"Ammettiamolo, siamo tutti affascinati dal true crime. Ci chiediamo da sempre quale sia il motivo per cui il male con la ‘M’ maiuscola sia in grado di ammaliarci così tanto, non smettiamo di provare brividi pensando al fatto che ‘il mostro è tra noi’, ma allo stesso tempo il suo operato è frutto di disturbi psicologici e traumi sociali che dalla nostra realtà possono sembrare tanto lontani". Parola di Max Proietti, star del web, laureato in Scienze e tecniche psicologiche, che ha appena dato alle stampe la sua prima opera ‘Gli occhi del male’ (Mondadori Electa). Romano doc, trentaquattro anni, Proietti è noto sia per suoi video in giro per la Capitale dove, da vero Cicerone 3.0, fa conoscere con tono scherzoso la città e le sue bellezze, sia per i suoi format su TikTok e Instagram che trattano di crime in chiave psicologica.
Dai social alla carta stampata…
"Sono molto felice di questa mia prima opera, per me è un piccolo sogno che finalmente si realizza, un’emozione unica e un regalo che voglio dedicare a chi mi ha sempre supportato. L’idea del libro è nata dalla curiosità verso il confine sottile tra normalità e follia. È una sorta di collegamento con quanto faccio sul web, soltanto che c’è meno intrattenimento e più indagine nella mente umana".
’Gli occhi del male’ è una visita alla galleria degli orrori?
"Per il libro ho scelto dieci personaggi emblematici: da Jeffrey Dahmer a Donato Bilancia, dalle Bestie di Satana a Ed Kemper, nel tentativo di spiegare la natura del serial killer e, perché no, esorcizzare la paura che di solito ci scatena un male tanto profondo e insondabile. Racconto non solo le storie dei criminali, ma indago anche le motivazioni, le paure e i momenti di rottura che li hanno portati a oltrepassare quel limite. Per me rappresenta un viaggio nelle ombre dell’animo umano, un tentativo di svelare cosa si nasconde dietro il male. I lettori possono aspettarsi dieci racconti che li spingeranno a guardare oltre l’orrore superficiale, fino a toccare le profondità di vite segnate da scelte estreme e irreversibili.
Come nasce la sua passione per il true crime?
"Ho un background da psicologo e la mente umana mi ha sempre affascinato. Quella dei serial killer ancora di più perché è fuori ai classici schemi mentali".
Da ragazzino voleva già entrare nella mente umana degli altri?
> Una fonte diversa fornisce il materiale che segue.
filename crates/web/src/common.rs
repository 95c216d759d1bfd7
use axum::{
    extract::{OriginalUri, Query, Request},
    http::{Method, StatusCode},
    response::IntoResponse,
    routing::MethodFilter,
    Json,
};
use donation::RequestError;
use model::ExampleData;
use schemars::{schema_for, schema_for_value, JsonSchema};
use serde::{Deserialize, Serialize};

use crate::hateoas;

pub type RouteResult<O> = Result<O, RouteErrorResponse>;
pub type HateoasResult<O> = RouteResult<Json<hateoas::Response<O>>>;

/// A `MethodFilter` that matches all http methods.
pub(crate) const METHOD_FILTER_ALL: MethodFilter = MethodFilter::GET
    .or(MethodFilter::POST)
    .or(MethodFilter::PATCH)
    .or(MethodFilter::PUT)
    .or(MethodFilter::DELETE);

pub const DEFAULT_PAGE_SIZE: usize = 20;

#[derive(Debug, Clone, Serialize, Deserialize, JsonSchema)]
#[serde(rename_all = "camelCase")]
pub struct Pagination {
    pub current_page: usize,
    pub total_pages: usize,
    pub total_items: usize,
    pub page_size: usize,
}

/// The one paginated envelope used by every listing route.
#[serde_with::skip_serializing_none]
#[derive(Debug, Clone, Serialize, Deserialize, JsonSchema)]
#[serde(rename_all = "camelCase")]
pub struct VecResponse<T> {
    pub data: Vec<T>,
    pub pagination: Option<Pagination>,
}

impl<T> VecResponse<T> {
    pub fn non_paginated(data: Vec<T>) -> Self {
        Self {
            data,
            pagination: None,
        }
    }

    /// Slices one page out of the full result set.
    pub fn page_of(items: Vec<T>, page: usize, page_size: usize) -> Self {
        let page = page.max(1);
        let page_size = page_size.max(1);
        let total_items = items.len();
        let total_pages = total_items.div_ceil(page_size).max(1);
        let data = items
            .into_iter()
            .skip((page - 1) * page_size)
            .take(page_size)
            .collect();
        Self {
            data,
            pagination: Some(Pagination {
                current_page: page,
                total_pages,
                total_items,
                page_size,
            }),
        }
    }

    pub fn hateoas(self) -> hateoas::Response<Self> {
        hateoas::Response::new(self)
    }

    pub fn json(self) -> Json<Self> {
        Json(self)
    }
}

#[derive(Debug, Clone, Copy, Deserialize)]
#[serde(rename_all = "camelCase")]
pub(crate) struct PageParams {
    pub page: Option<usize>,
    pub page_size: Option<usize>,
}

impl PageParams {
    pub fn page(&self) -> usize {
        self.page.unwrap_or(1)
    }

    pub fn page_size(&self) -> usize {
        self.page_size.unwrap_or(DEFAULT_PAGE_SIZE)
    }
}

// - Services returning commonly used responses -

#[derive(Debug, Deserialize)]
#[serde(rename_all = "camelCase")]
pub(crate) struct SchemaParams {
    #[serde(default = "Default::default")]
    example_data: bool,
}

pub(crate) async fn schema<T: ExampleData + JsonSchema + Serialize>(
    Query(params): Query<SchemaParams>,
) -> impl IntoResponse {
    if params.example_data {
        Json(schema_for_value!(T::example_data()))
    } else {
        Json(schema_for!(T))
    }
}

pub(crate) async fn route_not_found(
    OriginalUri(original_uri): OriginalUri,
    req: Request,
) -> impl IntoResponse {
    RouteErrorResponse::not_found(req.method(), original_uri.path())
}

// - Commonly used responses -

#[derive(Debug, Clone, Serialize, Deserialize)]
#[serde(rename_all = "camelCase")]
pub struct RouteErrorResponse {
    #[serde(skip)]
    pub status_code: StatusCode,

    #[serde(skip_serializing_if = "Option::is_none")]
    pub http_method: Option<String>,

    #[serde(skip_serializing_if = "Option::is_none")]
    pub requested_uri: Option<String>,

    #[serde(skip_serializing_if = "Option::is_none")]
    pub message: Option<String>,

    #[serde(skip_serializing_if = "Option::is_none")]
    pub detailed_information: Option<String>,
}

impl RouteErrorResponse {
    pub fn new(status_code: StatusCode) -> Self {
        Self {
            status_code,
            http_method: None,
            requested_uri: None,
            message: None,
            detailed_information: None,
        }
    }

    pub fn not_found(method: &Method, uri: impl Into<String>) -> Self {
        Self::new(StatusCode::NOT_FOUND)
            .with_method(method)
            .with_uri(uri)
            .with_default_message()
    }

    pub fn with_method(mut self, method: &Method) -> Self {
        self.http_method = Some(method.to_string());
        self
    }

    pub fn with_uri(mut self, uri: impl Into<String>) -> Self {
        self.requested_uri = Some(uri.into());
        self
    }

    pub fn with_message(mut self, message: impl Into<String>) -> Self {
        self.message = Some(message.into());
        self
    }

    pub fn with_default_message(self) -> Self {
        let message = self
            .status_code
            .canonical_reason()
            .unwrap_or("i dunno what happened here :/");
        self.with_message(message)
    }

    pub fn with_detailed_information(mut self, message: impl Into<String>) -> Self {
        self.detailed_information = Some(message.into());
        self
    }
}

impl From<RequestError> for RouteErrorResponse {
    fn from(value: RequestError) -> Self {
        match value {
            RequestError::NotFound => Self::new(StatusCode::NOT_FOUND)
                .with_message("The requested item does not exist."),
            RequestError::PreconditionFailed(reason) => {
                Self::new(StatusCode::CONFLICT)
                    .with_message("The operation is not permitted in the current state.")
                    .with_detailed_information(reason)
            }
            RequestError::InvalidCoordinate(why) => {
                Self::new(StatusCode::BAD_REQUEST)
                    .with_message("Invalid coordinates.")
                    .with_detailed_information(format!("{}", why))
            }
            RequestError::Upstream(why) => Self::new(StatusCode::BAD_GATEWAY)
                .with_message("An upstream service failed.")
                .with_detailed_information(format!("{}", why)),
        }
    }
}

impl IntoResponse for RouteErrorResponse {
    fn into_response(self) -> axum::response::Response {
        (self.status_code, Json(self)).into_response()
    }
}

#[cfg(test)]
mod tests {
    use super::*;

    #[test]
    fn request_errors_map_to_the_documented_status_codes() {
        let cases = [
            (RequestError::NotFound, StatusCode::NOT_FOUND),
            (
                RequestError::precondition("slot taken"),
                StatusCode::CONFLICT,
            ),
            (
                RequestError::Upstream("boom".to_owned().into()),
                StatusCode::BAD_GATEWAY,
            ),
        ];
        for (error, expected) in cases {
            assert_eq!(RouteErrorResponse::from(error).status_code, expected);
        }
    }

    #[test]
    fn pages_are_sliced_with_exact_totals() {
        let response = VecResponse::page_of((0..45).collect(), 2, 20);
        assert_eq!(response.data.first(), Some(&20));
        assert_eq!(response.data.len(), 20);
        let pagination = response.pagination.unwrap();
        assert_eq!(pagination.total_items, 45);
        assert_eq!(pagination.total_pages, 3);

        // an empty listing still reports one (empty) page
        let response = VecResponse::page_of(Vec::<i32>::new(), 1, 20);
        assert!(response.data.is_empty());
        assert_eq!(response.pagination.unwrap().total_pages, 1);
    }
}
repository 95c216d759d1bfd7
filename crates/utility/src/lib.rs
pub mod geo;
pub mod id;
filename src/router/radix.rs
//! Segment tree for HTTP route matching
//!
//! Paths are split on `/` into segments (empty segments are dropped, so
//! `"/a//b/"` and `"a/b"` address the same node). Each node owns:
//!
//! - static children keyed by the literal segment text
//! - at most one dynamic child, entered for any segment when no static child
//!   matches, which records the captured segment under its parameter name
//! - the handlers registered at that exact path, keyed by HTTP method
//!
//! Insert and lookup are O(k) in the number of path segments; each step is a
//! single hash lookup.
//!
//! ## Dynamic child naming
//!
//! A node never has more than one dynamic child. Inserting `/users/:id` and
//! then `/users/:slug/posts` reuses the child created for `:id`, and every
//! match through it captures the segment as `id`. The name recorded is the one
//! from the insertion that created the child.
//!
//! ## Precedence
//!
//! A static child always wins over the dynamic child for the same segment and
//! the walk never backtracks: with `/users/me` and `/users/:id/posts`
//! registered, `/users/me/posts` does not match.
//!
//! ```rust
//! use http::Method;
//! use wren::router::PathTree;
//!
//! let mut tree = PathTree::new();
//! tree.insert(Method::GET, "/users/:id", "get_user");
//! tree.insert(Method::GET, "/users/me", "get_me");
//!
//! let found = tree.find(&Method::GET, "/users/42");
//! assert_eq!(found.handler, Some(&"get_user"));
//! assert_eq!(found.param("id"), Some("42"));
//!
//! let found = tree.find(&Method::GET, "/users/me");
//! assert_eq!(found.handler, Some(&"get_me"));
//! assert!(found.params.is_empty());
//! ```

use http::Method;
use std::collections::HashMap;
use std::sync::Arc;

use super::core::ParamVec;

/// Leading character that marks a path segment as dynamic (`:id`).
pub const PARAM_MARKER: char = ':';

/// Split a path into its non-empty `/`-separated segments.
pub(crate) fn segments(path: &str) -> impl Iterator<Item = &str> {
    path.split('/').filter(|s| !s.is_empty())
}

/// Canonical form of a path pattern: `/` followed by its segments.
pub(crate) fn normalize(path: &str) -> String {
    let mut out = String::with_capacity(path.len() + 1);
    for segment in segments(path) {
        out.push('/');
        out.push_str(segment);
    }
    if out.is_empty() {
        out.push('/');
    }
    out
}

/// The single dynamic child of a node plus the parameter name it captures.
struct DynamicChild<H> {
    param_name: Arc<str>,
    node: Box<TreeNode<H>>,
}

struct TreeNode<H> {
    children: HashMap<Box<str>, TreeNode<H>>,
    dynamic: Option<DynamicChild<H>>,
    handlers: HashMap<Method, H>,
}

impl<H> TreeNode<H> {
    fn new() -> Self {
        Self {
            children: HashMap::new(),
            dynamic: None,
            handlers: HashMap::new(),
        }
    }

    fn static_child(&mut self, segment: &str) -> &mut TreeNode<H> {
        self.children
            .entry(Box::from(segment))
            .or_insert_with(TreeNode::new)
    }

    fn dynamic_child(&mut self, param_name: &str) -> &mut TreeNode<H> {
        let dynamic = self.dynamic.get_or_insert_with(|| DynamicChild {
            param_name: Arc::from(param_name),
            node: Box::new(TreeNode::new()),
        });
        &mut dynamic.node
    }
}

/// Result of a tree lookup.
///
/// `handler` is `None` both when no node matches the path and when the node
/// exists but has nothing registered for the method; callers treat the two
/// the same way. `params` is always empty when `handler` is `None`.
#[derive(Debug)]
pub struct TreeMatch<'a, H> {
    /// The handler registered for the method at the matched node
    pub handler: Option<&'a H>,
    /// Captured dynamic segments in path order
    pub params: ParamVec,
}

impl<H> TreeMatch<'_, H> {
    fn miss() -> Self {
        Self {
            handler: None,
            params: ParamVec::new(),
        }
    }

    /// Get a captured parameter by name (last capture wins).
    #[must_use]
    pub fn param(&self, name: &str) -> Option<&str> {
        self.params
            .iter()
            .rfind(|(k, _)| k.as_ref() == name)
            .map(|(_, v)| v.as_str())
    }
}

/// Prefix tree mapping `(method, path)` to a handler.
///
/// Built by insertion during setup and read-only afterwards. There is no
/// deletion and no internal locking: mutation needs `&mut self`, so a tree
/// shared behind an `Arc` for serving cannot be changed.
pub struct PathTree<H> {
    root: TreeNode<H>,
    len: usize,
}

impl<H> Default for PathTree<H> {
    fn default() -> Self {
        Self::new()
    }
}

impl<H> PathTree<H> {
    /// Create an empty tree.
    #[must_use]
    pub fn new() -> Self {
        Self {
            root: TreeNode::new(),
            len: 0,
        }
    }

    /// Number of distinct `(method, path)` registrations.
    #[must_use]
    pub fn len(&self) -> usize {
        self.len
    }

    /// Whether nothing has been registered.
    #[must_use]
    pub fn is_empty(&self) -> bool {
        self.len == 0
    }

    /// Register `handler` for `method` at `pattern`.
    ///
    /// Segments starting with [`PARAM_MARKER`] descend into the node's
    /// dynamic child. Registering the same method and pattern again silently
    /// replaces the earlier handler, which is returned.
    pub fn insert(&mut self, method: Method, pattern: &str, handler: H) -> Option<H> {
        let mut node = &mut self.root;
        for segment in segments(pattern) {
            node = match segment.strip_prefix(PARAM_MARKER) {
                Some(param_name) => node.dynamic_child(param_name),
                None => node.static_child(segment),
            };
        }
        let previous = node.handlers.insert(method, handler);
        if previous.is_none() {
            self.len += 1;
        }
        previous
    }

    /// Resolve `path` for `method`.
    ///
    /// Walks one segment at a time, preferring a static child and falling back
    /// to the dynamic child. The first segment with neither ends the walk with
    /// no handler and no params.
    #[must_use]
    pub fn find(&self, method: &Method, path: &str) -> TreeMatch<'_, H> {
        let mut node = &self.root;
        let mut params = ParamVec::new();

        for segment in segments(path) {
            if let Some(child) = node.children.get(segment) {
                node = child;
                continue;
            }
            match &node.dynamic {
                Some(dynamic) => {
                    // A bare `:` registers an unnamed dynamic segment: it
                    // matches but captures nothing.
                    if !dynamic.param_name.is_empty() {
                        params.push((Arc::clone(&dynamic.param_name), segment.to_string()));
                    }
                    node = &dynamic.node;
                }
                None => return TreeMatch::miss(),
            }
        }

        match node.handlers.get(method) {
            Some(handler) => TreeMatch {
                handler: Some(handler),
                params,
            },
            None => TreeMatch::miss(),
        }
    }
}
"No, volevo fare il calciatore e poi l’insegnante di storia perché i racconti del nonno sulla guerra mi stimolavano a conoscere di più le nostre radici".
Poi, però, è diventato psicologo…
"Sì, e ho iniziato a praticare la professione. Ma per la mia indole l’ambito terapeutico era troppo faticoso. Così sono entrato in un azienda che organizza grandi eventi ma anche lì non mi trovavo bene. Quando è arrivata la pandemia ho iniziato a fare le dirette social su tematiche di psicologia. Cercavo di tradurre concetti complessi in linguaggio semplice e coinvolgente, per rendere la materia accessibile a tutti, incoraggiando una maggiore consapevolezza e comprensione di sé e degli altri".
Come è passato al true crime?
"Per caso. Ho provato una volta ad affrontare la cronaca nera e un utente mi ha chiesto la storia di Ted Bundy, il serial killer americano, autore di almeno trenta omicidi di giovani donne tra il 1974 e il 1978. Da lì ho continuato con questo genere".
Sui social fa numeri incredibili: ma qual è il suo rapporto con i follower?
"Buono, per lo più sono fan. Certo, ci sono anche gli hater a cui rispondo sempre in modo educato ma puntuale. La critica deve essere costruttiva altrimenti non è una critica".
Quali sono i suoi hobby?
"Amo leggere e scrivere. Al momento sono alle prese con ‘Il Ciclo delle Fondazioni’, la serie di romanzi di fantascienza scritti da Isaac Asimov. E poi mi piace visitare e far conoscere la mia Roma".
Progetti futuri?
"Vorrei scrivere un secondo libro, seguendo un altro filone del crime".